E-commerce has grown exponentially in the last 18 months following store closing around the world: a 2021 report from McKinsey & Co. affirms that 43% of consumers who had never purchased clothing online began doing so during the past year. This means that for many brands, their e-commerce strategy must be fitted to the rising digitalization and personalization of consumers’ shopping habits and demands.
Resell has gained popularity as a result of the growing sustainability movement among consumers, particularly Gen Zers and Millennials.
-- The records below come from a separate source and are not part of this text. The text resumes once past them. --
use std::path::PathBuf;

use clap::{Args, Parser, Subcommand, ValueEnum};
use docrag::config::vars;
use docrag::{DistanceMetric, Settings};

#[derive(Parser, Debug)]
#[command(name = "docrag", version, about = "Ingest documents and answer questions over them")]
pub struct Cli {
    #[command(flatten)]
    pub settings: SettingsArgs,

    /// Emit logs as JSON lines
    #[arg(long, global = true, default_value_t = false)]
    pub json: bool,

    #[command(subcommand)]
    pub command: Command,
}

#[derive(Subcommand, Debug)]
pub enum Command {
    /// Chunk, embed and store files or directories of files
    Ingest {
        /// Files to ingest, or directories to search recursively
        #[arg(required = true)]
        paths: Vec<PathBuf>,

        /// File extensions picked up from directories (defaults to every supported type)
        #[arg(long, value_delimiter = ',')]
        extensions: Vec<String>,
    },
    /// Print the chunks closest to a question
    Query {
        /// The question to search for
        question: String,

        /// Number of chunks to return
        #[arg(short = 'k', long)]
        top_k: Option<usize>,

        /// Topic prepended to the question before embedding
        #[arg(long)]
        topic_weight: Option<String>,

        /// Drop chunks farther than this distance
        #[arg(long)]
        max_distance: Option<f32>,

        /// Print results as JSON
        #[arg(long, default_value_t = false)]
        json_output: bool,
    },
    /// Run the HTTP API and UI
    Serve {
        #[arg(long, env = "DOCRAG_HOST", default_value = "127.0.0.1")]
        host: String,

        #[arg(long, env = "DOCRAG_PORT", default_value_t = 8100)]
        port: u16,
    },
}

#[derive(ValueEnum, Clone, Copy, Debug, PartialEq, Eq)]
pub enum EmbedderKind {
    /// Feature hashing, works offline
    Hash,
    /// Local ONNX model via fastembed
    Fastembed,
    /// OpenAI embeddings API
    Openai,
}

impl EmbedderKind {
    fn as_str(self) -> &'static str {
        match self {
            Self::Hash => "hash",
            Self::Fastembed => "fastembed",
            Self::Openai => "openai",
        }
    }
}

/// Flags overriding the variables `docrag-server` reads.
///
/// Every flag maps onto one of [`docrag::config::vars`], so the CLI and the
/// server build [`Settings`] through the same code.
#[derive(Args, Debug)]
pub struct SettingsArgs {
    /// Collection to ingest into and query (falls back to COLLECTION_NAME)
    #[arg(long, global = true, env = vars::COLLECTION)]
    pub collection: Option<String>,

    /// Directory for the local vector store [default: ./chroma_db]
    #[arg(long, global = true, env = vars::STORE_PATH)]
    pub store_path: Option<PathBuf>,

    /// Use a Qdrant server instead of the local store
    #[arg(long, global = true, env = vars::QDRANT_URL)]
    pub qdrant_url: Option<String>,

    /// Embedding backend [default: hash]
    #[arg(long, global = true, env = vars::EMBEDDER, value_enum)]
    pub embedder: Option<EmbedderKind>,

    /// Model for the fastembed or OpenAI embedder
    #[arg(long, global = true, env = vars::EMBEDDING_MODEL)]
    pub embedding_model: Option<String>,

    /// Output dimensions of the hash or OpenAI embedder
    #[arg(long, global = true, env = vars::EMBEDDING_DIMENSIONS)]
    pub embedding_dimensions: Option<usize>,

    /// OpenAI-compatible embeddings server
    #[arg(long, global = true, env = vars::EMBEDDING_BASE_URL)]
    pub embedding_base_url: Option<String>,

    /// Maximum chunk size in characters [default: 1000]
    #[arg(long, global = true, env = vars::CHUNK_SIZE)]
    pub chunk_size: Option<usize>,

    /// Characters shared by consecutive chunks [default: 0]
    #[arg(long, global = true, env = vars::CHUNK_OVERLAP)]
    pub chunk_overlap: Option<usize>,

    /// Default number of chunks retrieved per question [default: 4]
    #[arg(long, global = true, env = vars::TOP_K)]
    pub default_top_k: Option<usize>,

    /// Distance metric for new collections: cosine, euclidean or dot [default: cosine]
    #[arg(long, global = true, env = vars::METRIC)]
    pub metric: Option<DistanceMetric>,

    /// OpenAI-compatible chat API used to answer questions
    #[arg(long, global = true, env = vars::LLM_BASE_URL)]
    pub llm_base_url: Option<String>,

    /// Chat model name [default: llama-2-13b-chat]
    #[arg(long, global = true, env = vars::LLM_MODEL)]
    pub llm_model: Option<String>,

    #[arg(long, global = true, env = vars::API_KEY, hide_env_values = true)]
    pub api_key: Option<String>,
}

impl SettingsArgs {
    /// Build settings with these flags in place of the matching variables.
    pub fn to_settings(&self) -> docrag::Result<Settings> {
        Settings::from_lookup(|name| self.value_of(name).or_else(|| std::env::var(name).ok()))
    }

    fn value_of(&self, name: &str) -> Option<String> {
        fn text<T: ToString>(value: &Option<T>) -> Option<String> {
            value.as_ref().map(ToString::to_string)
        }
        match name {
            vars::COLLECTION => self.collection.clone(),
            vars::STORE_PATH => self.store_path.as_ref().map(|p| p.display().to_string()),
            vars::QDRANT_URL => self.qdrant_url.clone(),
            vars::EMBEDDER => self.embedder.map(|kind| kind.as_str().to_string()),
            vars::EMBEDDING_MODEL => self.embedding_model.clone(),
            vars::EMBEDDING_DIMENSIONS => text(&self.embedding_dimensions),
            vars::EMBEDDING_BASE_URL => self.embedding_base_url.clone(),
            vars::CHUNK_SIZE => text(&self.chunk_size),
            vars::CHUNK_OVERLAP => text(&self.chunk_overlap),
            vars::TOP_K => text(&self.default_top_k),
            vars::METRIC => text(&self.metric),
            vars::LLM_BASE_URL => self.llm_base_url.clone(),
            vars::LLM_MODEL => self.llm_model.clone(),
            vars::API_KEY => self.api_key.clone(),
            _ => None,
        }
    }
}
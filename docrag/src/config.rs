//! Configuration for ingestion, retrieval and backend selection.

use std::path::PathBuf;
use std::str::FromStr;

use serde::{Deserialize, Serialize};

use crate::distance::DistanceMetric;
use crate::error::{RagError, Result};

/// Configuration parameters for chunking and retrieval.
#[derive(Debug, Clone, Serialize, Deserialize, PartialEq)]
pub struct RagConfig {
    /// Maximum chunk size in characters.
    pub chunk_size: usize,
    /// Number of overlapping characters between consecutive chunks.
    pub chunk_overlap: usize,
    /// Number of results to return when the caller does not ask for a specific count.
    pub top_k: usize,
    /// Distance metric new collections are created with.
    pub metric: DistanceMetric,
    /// Results farther than this distance are dropped.
    #[serde(default, skip_serializing_if = "Option::is_none")]
    pub max_distance: Option<f32>,
}

impl Default for RagConfig {
    fn default() -> Self {
        Self {
            chunk_size: 1000,
            chunk_overlap: 0,
            top_k: 4,
            metric: DistanceMetric::default(),
            max_distance: None,
        }
    }
}

impl RagConfig {
    /// Create a new builder for constructing a [`RagConfig`].
    pub fn builder() -> RagConfigBuilder {
        RagConfigBuilder::default()
    }

    /// Check that the parameters are consistent.
    ///
    /// # Errors
    ///
    /// Returns [`RagError::InvalidInput`] if:
    /// - `chunk_size == 0`
    /// - `chunk_overlap >= chunk_size`
    /// - `top_k == 0`
    /// - `max_distance` is negative or NaN
    pub fn validate(&self) -> Result<()> {
        if self.chunk_size == 0 {
            return Err(RagError::invalid_input("chunk_size must be greater than zero"));
        }
        if self.chunk_overlap >= self.chunk_size {
            return Err(RagError::invalid_input(format!(
                "chunk_overlap ({}) must be less than chunk_size ({})",
                self.chunk_overlap, self.chunk_size
            )));
        }
        if self.top_k == 0 {
            return Err(RagError::invalid_input("top_k must be greater than zero"));
        }
        if let Some(max) = self.max_distance {
            if max.is_nan() || max < 0.0 {
                return Err(RagError::invalid_input(format!(
                    "max_distance must be a non-negative number, got {max}"
                )));
            }
        }
        Ok(())
    }
}

/// Builder for constructing a validated [`RagConfig`].
#[derive(Debug, Clone, Default)]
pub struct RagConfigBuilder {
    config: RagConfig,
}

impl RagConfigBuilder {
    /// Set the maximum chunk size in characters.
    pub fn chunk_size(mut self, size: usize) -> Self {
        self.config.chunk_size = size;
        self
    }

    /// Set the overlap between consecutive chunks in characters.
    pub fn chunk_overlap(mut self, overlap: usize) -> Self {
        self.config.chunk_overlap = overlap;
        self
    }

    /// Set the default number of results to return from vector search.
    pub fn top_k(mut self, k: usize) -> Self {
        self.config.top_k = k;
        self
    }

    /// Set the distance metric for newly created collections.
    pub fn metric(mut self, metric: DistanceMetric) -> Self {
        self.config.metric = metric;
        self
    }

    /// Drop results farther than `distance` from the query.
    pub fn max_distance(mut self, distance: f32) -> Self {
        self.config.max_distance = Some(distance);
        self
    }

    /// Build the [`RagConfig`], validating that parameters are consistent.
    ///
    /// # Errors
    ///
    /// See [`RagConfig::validate`].
    pub fn build(self) -> Result<RagConfig> {
        self.config.validate()?;
        Ok(self.config)
    }
}

/// Environment variables read by [`Settings::from_env`].
pub mod vars {
    /// Collection name.
    pub const COLLECTION: &str = "DOCRAG_COLLECTION";
    /// Fallback for [`COLLECTION`] used by older deployments.
    pub const LEGACY_COLLECTION: &str = "COLLECTION_NAME";
    /// Maximum chunk size in characters.
    pub const CHUNK_SIZE: &str = "DOCRAG_CHUNK_SIZE";
    /// Overlap between consecutive chunks.
    pub const CHUNK_OVERLAP: &str = "DOCRAG_CHUNK_OVERLAP";
    /// Default number of retrieved chunks.
    pub const TOP_K: &str = "DOCRAG_TOP_K";
    /// Distance metric for new collections.
    pub const METRIC: &str = "DOCRAG_METRIC";
    /// Results farther than this are dropped.
    pub const MAX_DISTANCE: &str = "DOCRAG_MAX_DISTANCE";
    /// Directory of the local store.
    pub const STORE_PATH: &str = "DOCRAG_STORE_PATH";
    /// Qdrant gRPC URL; selects the Qdrant store when set.
    pub const QDRANT_URL: &str = "DOCRAG_QDRANT_URL";
    /// `hash`, `fastembed` or `openai`.
    pub const EMBEDDER: &str = "DOCRAG_EMBEDDER";
    /// Model for the fastembed or OpenAI embedder.
    pub const EMBEDDING_MODEL: &str = "DOCRAG_EMBEDDING_MODEL";
    /// Output dimensions of the hash or OpenAI embedder.
    pub const EMBEDDING_DIMENSIONS: &str = "DOCRAG_EMBEDDING_DIMENSIONS";
    /// Base URL of an OpenAI-compatible embeddings server.
    pub const EMBEDDING_BASE_URL: &str = "DOCRAG_EMBEDDING_BASE_URL";
    /// Base URL of an OpenAI-compatible chat server; enables generation.
    pub const LLM_BASE_URL: &str = "DOCRAG_LLM_BASE_URL";
    /// Chat model name.
    pub const LLM_MODEL: &str = "DOCRAG_LLM_MODEL";
    /// Bearer token for the chat server.
    pub const API_KEY: &str = "OPENAI_API_KEY";
}

const DEFAULT_FASTEMBED_MODEL: &str = "all-MiniLM-L6-v2";
const DEFAULT_OPENAI_EMBEDDING_MODEL: &str = "text-embedding-3-small";
const DEFAULT_LLM_MODEL: &str = "llama-2-13b-chat";

/// Which embedding backend to construct.
#[derive(Debug, Clone, Serialize, Deserialize, PartialEq)]
#[serde(tag = "kind", rename_all = "snake_case")]
pub enum EmbedderConfig {
    /// Deterministic feature-hashing embedder, no model download.
    Hash {
        /// Output dimensionality.
        dimensions: usize,
    },
    /// Local ONNX sentence-transformer via fastembed.
    FastEmbed {
        /// Model identifier, e.g. `all-MiniLM-L6-v2`.
        model: String,
    },
    /// OpenAI (or compatible) embeddings API.
    #[serde(rename = "openai")]
    OpenAI {
        /// Model identifier, e.g. `text-embedding-3-small`.
        model: String,
        /// Optional Matryoshka dimension override.
        #[serde(default, skip_serializing_if = "Option::is_none")]
        dimensions: Option<usize>,
        /// Optional base URL for OpenAI-compatible servers.
        #[serde(default, skip_serializing_if = "Option::is_none")]
        base_url: Option<String>,
    },
}

impl Default for EmbedderConfig {
    fn default() -> Self {
        Self::Hash { dimensions: crate::hash::DEFAULT_DIMENSIONS }
    }
}

/// Which vector store backend to open.
#[derive(Debug, Clone, Serialize, Deserialize, PartialEq)]
#[serde(tag = "kind", rename_all = "snake_case")]
pub enum StoreConfig {
    /// Ephemeral in-process store.
    Memory,
    /// JSON snapshots under a local directory.
    Local {
        /// Directory holding one file per collection.
        path: PathBuf,
    },
    /// Remote Qdrant server.
    Qdrant {
        /// gRPC URL, e.g. `http://localhost:6334`.
        url: String,
    },
}

impl Default for StoreConfig {
    fn default() -> Self {
        Self::Local { path: PathBuf::from("./chroma_db") }
    }
}

/// Connection parameters for an OpenAI-compatible chat completions server.
#[derive(Debug, Clone, Serialize, Deserialize, PartialEq)]
pub struct GeneratorConfig {
    /// API base URL, up to and including `/v1`.
    pub base_url: String,
    /// Model name; also the engine name the UI selects.
    pub model: String,
    /// Bearer token. Local servers often accept any value.
    #[serde(default, skip_serializing)]
    pub api_key: Option<String>,
}

/// Everything needed to wire up the services.
#[derive(Debug, Clone, Serialize, Deserialize, PartialEq)]
pub struct Settings {
    /// The collection ingestion writes to and retrieval reads from.
    pub collection: String,
    /// Chunking and retrieval parameters.
    pub rag: RagConfig,
    /// Embedding backend.
    pub embedder: EmbedderConfig,
    /// Vector store backend.
    pub store: StoreConfig,
    /// Optional answer generator. Retrieval-only when absent.
    #[serde(default, skip_serializing_if = "Option::is_none")]
    pub generator: Option<GeneratorConfig>,
}

impl Default for Settings {
    fn default() -> Self {
        Self {
            collection: "documents".to_string(),
            rag: RagConfig::default(),
            embedder: EmbedderConfig::default(),
            store: StoreConfig::default(),
            generator: None,
        }
    }
}

impl Settings {
    /// Validate the settings as a whole.
    ///
    /// # Errors
    ///
    /// Returns [`RagError::InvalidInput`] for out-of-range sizes (see
    /// [`RagConfig::validate`], or a zero-dimension embedder) and
    /// [`RagError::ConfigError`] for an empty collection or model name.
    pub fn validate(&self) -> Result<()> {
        if self.collection.trim().is_empty() {
            return Err(RagError::ConfigError("collection name must not be empty".to_string()));
        }
        self.rag.validate()?;
        match &self.embedder {
            EmbedderConfig::Hash { dimensions: 0 } => Err(RagError::invalid_input(
                "hash embedder dimensions must be greater than zero",
            )),
            EmbedderConfig::OpenAI { dimensions: Some(0), .. } => Err(RagError::invalid_input(
                "embedding dimensions must be greater than zero",
            )),
            EmbedderConfig::FastEmbed { model } | EmbedderConfig::OpenAI { model, .. }
                if model.trim().is_empty() =>
            {
                Err(RagError::ConfigError("embedding model must not be empty".to_string()))
            }
            _ => Ok(()),
        }
    }
}

impl Settings {
    /// Assemble settings from the process environment.
    ///
    /// # Errors
    ///
    /// See [`from_lookup`](Self::from_lookup).
    pub fn from_env() -> Result<Self> {
        Self::from_lookup(|name| std::env::var(name).ok())
    }

    /// Assemble settings from the variables in [`vars`], resolved by `lookup`.
    ///
    /// Unset or blank variables take their defaults. The result is not
    /// validated; [`Services::init`](crate::Services::init) does that.
    ///
    /// # Errors
    ///
    /// Returns [`RagError::ConfigError`] for a value that does not parse or
    /// an unknown embedder kind.
    pub fn from_lookup(lookup: impl Fn(&str) -> Option<String>) -> Result<Self> {
        let get = |name: &str| {
            lookup(name).map(|v| v.trim().to_string()).filter(|v| !v.is_empty())
        };
        let defaults = RagConfig::default();

        let rag = RagConfig {
            chunk_size: parse_var(vars::CHUNK_SIZE, get(vars::CHUNK_SIZE))?
                .unwrap_or(defaults.chunk_size),
            chunk_overlap: parse_var(vars::CHUNK_OVERLAP, get(vars::CHUNK_OVERLAP))?
                .unwrap_or(defaults.chunk_overlap),
            top_k: parse_var(vars::TOP_K, get(vars::TOP_K))?.unwrap_or(defaults.top_k),
            metric: parse_var(vars::METRIC, get(vars::METRIC))?.unwrap_or(defaults.metric),
            max_distance: parse_var(vars::MAX_DISTANCE, get(vars::MAX_DISTANCE))?,
        };

        let store = match (get(vars::QDRANT_URL), get(vars::STORE_PATH)) {
            (Some(url), _) => StoreConfig::Qdrant { url },
            (None, Some(path)) => StoreConfig::Local { path: PathBuf::from(path) },
            (None, None) => StoreConfig::default(),
        };

        let model = get(vars::EMBEDDING_MODEL);
        let dimensions = parse_var(vars::EMBEDDING_DIMENSIONS, get(vars::EMBEDDING_DIMENSIONS))?;
        let kind = get(vars::EMBEDDER).map(|kind| kind.to_ascii_lowercase());
        let embedder = match kind.as_deref() {
            None | Some("hash") => EmbedderConfig::Hash {
                dimensions: dimensions.unwrap_or(crate::hash::DEFAULT_DIMENSIONS),
            },
            Some("fastembed") => EmbedderConfig::FastEmbed {
                model: model.unwrap_or_else(|| DEFAULT_FASTEMBED_MODEL.to_string()),
            },
            Some("openai") => EmbedderConfig::OpenAI {
                model: model.unwrap_or_else(|| DEFAULT_OPENAI_EMBEDDING_MODEL.to_string()),
                dimensions,
                base_url: get(vars::EMBEDDING_BASE_URL),
            },
            Some(other) => {
                return Err(RagError::ConfigError(format!(
                    "unknown {} '{other}', expected hash, fastembed or openai",
                    vars::EMBEDDER
                )));
            }
        };

        let generator = get(vars::LLM_BASE_URL).map(|base_url| GeneratorConfig {
            base_url,
            model: get(vars::LLM_MODEL).unwrap_or_else(|| DEFAULT_LLM_MODEL.to_string()),
            api_key: get(vars::API_KEY),
        });

        let collection = get(vars::COLLECTION)
            .or_else(|| get(vars::LEGACY_COLLECTION))
            .unwrap_or_else(|| Settings::default().collection);

        Ok(Self { collection, rag, embedder, store, generator })
    }
}

fn parse_var<T>(name: &str, raw: Option<String>) -> Result<Option<T>>
where
    T: FromStr,
    T::Err: std::fmt::Display,
{
    raw.map(|raw| {
        raw.parse::<T>()
            .map_err(|e| RagError::ConfigError(format!("invalid {name} '{raw}': {e}")))
    })
    .transpose()
}
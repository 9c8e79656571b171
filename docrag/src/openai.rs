//! OpenAI-compatible HTTP backends.
//!
//! [`OpenAIClient`] owns the plumbing every OpenAI-style endpoint shares:
//! base URL, optional bearer token, status checks and error bodies. The
//! embeddings provider here and the chat generator in
//! [`generation::openai`](crate::generation::openai) are thin request/response
//! shapes on top of it.
//!
//! This module is only available when the `openai` feature is enabled.

use async_trait::async_trait;
use serde::de::DeserializeOwned;
use serde::{Deserialize, Serialize};
use tracing::{debug, error};

use crate::embedding::{EmbeddingProvider, check_batch_len};
use crate::error::{RagError, Result};

/// The public OpenAI API.
pub const OPENAI_BASE_URL: &str = "https://api.openai.com/v1";

const API_KEY_VAR: &str = "OPENAI_API_KEY";
const DEFAULT_EMBEDDING_MODEL: &str = "text-embedding-3-small";

/// Builds the error variant for a failed call from `(backend label, message)`.
pub(crate) type FailureKind = fn(String, String) -> RagError;

/// A connection to one OpenAI-compatible server.
pub(crate) struct OpenAIClient {
    http: reqwest::Client,
    base_url: String,
    api_key: Option<String>,
    label: String,
    failure: FailureKind,
}

impl OpenAIClient {
    pub(crate) fn new(
        base_url: &str,
        api_key: Option<String>,
        label: impl Into<String>,
        failure: FailureKind,
    ) -> Self {
        Self {
            http: reqwest::Client::new(),
            base_url: base_url.trim_end_matches('/').to_string(),
            api_key: api_key.filter(|key| !key.trim().is_empty()),
            label: label.into(),
            failure,
        }
    }

    pub(crate) fn base_url(&self) -> &str {
        &self.base_url
    }

    pub(crate) fn fail(&self, message: impl Into<String>) -> RagError {
        (self.failure)(self.label.clone(), message.into())
    }

    /// POST `body` as JSON to `{base_url}/{path}` and decode the reply.
    pub(crate) async fn post<B, R>(&self, path: &str, body: &B) -> Result<R>
    where
        B: Serialize + ?Sized,
        R: DeserializeOwned,
    {
        let url = format!("{}/{path}", self.base_url);
        let mut request = self.http.post(&url).json(body);
        if let Some(key) = &self.api_key {
            request = request.bearer_auth(key);
        }

        let response = request.send().await.map_err(|e| {
            error!(backend = %self.label, %url, error = %e, "request failed");
            self.fail(format!("request to {url} failed: {e}"))
        })?;

        let status = response.status();
        if !status.is_success() {
            let detail = error_detail(response.text().await.unwrap_or_default());
            error!(backend = %self.label, %url, %status, %detail, "server rejected request");
            return Err(self.fail(format!("{path} returned {status}: {detail}")));
        }

        response.json::<R>().await.map_err(|e| {
            error!(backend = %self.label, %url, error = %e, "unreadable response");
            self.fail(format!("unreadable {path} response: {e}"))
        })
    }
}

#[derive(Deserialize)]
struct ErrorBody {
    error: ErrorMessage,
}

#[derive(Deserialize)]
struct ErrorMessage {
    message: String,
}

/// The `error.message` of an OpenAI error body, or the body itself.
fn error_detail(body: String) -> String {
    match serde_json::from_str::<ErrorBody>(&body) {
        Ok(parsed) => parsed.error.message,
        Err(_) => body,
    }
}

/// Native output size of the OpenAI embedding models.
fn native_dimensions(model: &str) -> usize {
    match model {
        "text-embedding-3-large" => 3072,
        _ => 1536,
    }
}

/// An [`EmbeddingProvider`] calling the `/embeddings` endpoint of OpenAI or
/// any server that speaks its API.
///
/// `dimensions()` reports the requested truncation when one is set, otherwise
/// the model's native size.
///
/// ```rust,ignore
/// use docrag::openai::OpenAIEmbeddingProvider;
///
/// let provider = OpenAIEmbeddingProvider::from_env()?.with_dimensions(256);
/// let local = OpenAIEmbeddingProvider::compatible("http://localhost:8080/v1", None)
///     .with_model("nomic-embed-text");
/// ```
pub struct OpenAIEmbeddingProvider {
    client: OpenAIClient,
    model: String,
    truncate_to: Option<usize>,
}

impl OpenAIEmbeddingProvider {
    fn with_client(base_url: &str, api_key: Option<String>) -> Self {
        let client = OpenAIClient::new(base_url, api_key, "openai", |provider, message| {
            RagError::EmbeddingError { provider, message }
        });
        Self { client, model: DEFAULT_EMBEDDING_MODEL.to_string(), truncate_to: None }
    }

    /// A provider for the public OpenAI API.
    ///
    /// # Errors
    ///
    /// Returns [`RagError::EmbeddingError`] for a blank key.
    pub fn new(api_key: impl Into<String>) -> Result<Self> {
        let api_key = api_key.into();
        if api_key.trim().is_empty() {
            return Err(RagError::EmbeddingError {
                provider: "openai".into(),
                message: "API key must not be empty".into(),
            });
        }
        Ok(Self::with_client(OPENAI_BASE_URL, Some(api_key)))
    }

    /// A provider for the public OpenAI API keyed by `OPENAI_API_KEY`.
    ///
    /// # Errors
    ///
    /// Returns [`RagError::EmbeddingError`] if the variable is unset or blank.
    pub fn from_env() -> Result<Self> {
        match std::env::var(API_KEY_VAR) {
            Ok(key) => Self::new(key),
            Err(_) => Err(RagError::EmbeddingError {
                provider: "openai".into(),
                message: format!("{API_KEY_VAR} is not set"),
            }),
        }
    }

    /// A provider for a self-hosted OpenAI-compatible server, which may not
    /// need a key.
    pub fn compatible(base_url: &str, api_key: Option<String>) -> Self {
        Self::with_client(base_url, api_key)
    }

    /// Use another embedding model.
    pub fn with_model(mut self, model: impl Into<String>) -> Self {
        self.model = model.into();
        self
    }

    /// Ask the server to truncate vectors to `dims` (Matryoshka models).
    pub fn with_dimensions(mut self, dims: usize) -> Self {
        self.truncate_to = Some(dims);
        self
    }

    /// The server this provider talks to.
    pub fn base_url(&self) -> &str {
        self.client.base_url()
    }
}

#[derive(Serialize)]
struct EmbeddingsRequest<'a> {
    model: &'a str,
    input: &'a [&'a str],
    encoding_format: &'static str,
    #[serde(skip_serializing_if = "Option::is_none")]
    dimensions: Option<usize>,
}

#[derive(Deserialize)]
struct EmbeddingsResponse {
    data: Vec<EmbeddingItem>,
}

#[derive(Deserialize)]
struct EmbeddingItem {
    index: usize,
    embedding: Vec<f32>,
}

#[async_trait]
impl EmbeddingProvider for OpenAIEmbeddingProvider {
    async fn embed(&self, text: &str) -> Result<Vec<f32>> {
        let mut vectors = self.embed_batch(&[text]).await?;
        vectors.pop().ok_or_else(|| self.client.fail("no embedding returned"))
    }

    async fn embed_batch(&self, texts: &[&str]) -> Result<Vec<Vec<f32>>> {
        if texts.is_empty() {
            return Ok(Vec::new());
        }
        debug!(model = %self.model, batch_size = texts.len(), "requesting embeddings");

        let request = EmbeddingsRequest {
            model: &self.model,
            input: texts,
            encoding_format: "float",
            dimensions: self.truncate_to,
        };
        let response: EmbeddingsResponse = self.client.post("embeddings", &request).await?;
        check_batch_len(&self.model, texts.len(), response.data.len())?;

        // Servers may answer out of order; `index` points back at the input.
        let mut ordered: Vec<Option<Vec<f32>>> = vec![None; texts.len()];
        for item in response.data {
            let index = item.index;
            let slot = ordered.get_mut(index).filter(|slot| slot.is_none()).ok_or_else(|| {
                self.client.fail(format!("unexpected or repeated embedding index {index}"))
            })?;
            *slot = Some(item.embedding);
        }
        Ok(ordered.into_iter().flatten().collect())
    }

    fn dimensions(&self) -> usize {
        self.truncate_to.unwrap_or_else(|| native_dimensions(&self.model))
    }

    fn model_id(&self) -> &str {
        &self.model
    }
}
According to GlobalData, the second-hand market is predicted to reach a value of $69 billion USD by 2026. Resell requires significant digital transformation, however, such as expanding one’s e-commerce site or involving a third party site, infusing smart technologies into the process, including or expanding internal teams, and finding new sources of customer data.
With the growing success of e-commerce, physical stores are looking to create a customer experience that relates more to online shopping. Personalization and digitalization have become necessities for consumers, and they don’t want to sacrifice their experience while shopping in person. The solution is omnichannel, in-store shopping, integrating features in-store such as QR codes, loyalty apps, smart fitting rooms, and more.
For fashion companies, the supply chain should be one of the first places to commence their digital transformation. Supply chains are famously complex, and are often the first sources of inefficiency and waste. Brands and retailers can explore a number of solutions to curb these challenges, such as the Internet of Things (IoT), artificial intelligence for task automation, data synchronization, and more.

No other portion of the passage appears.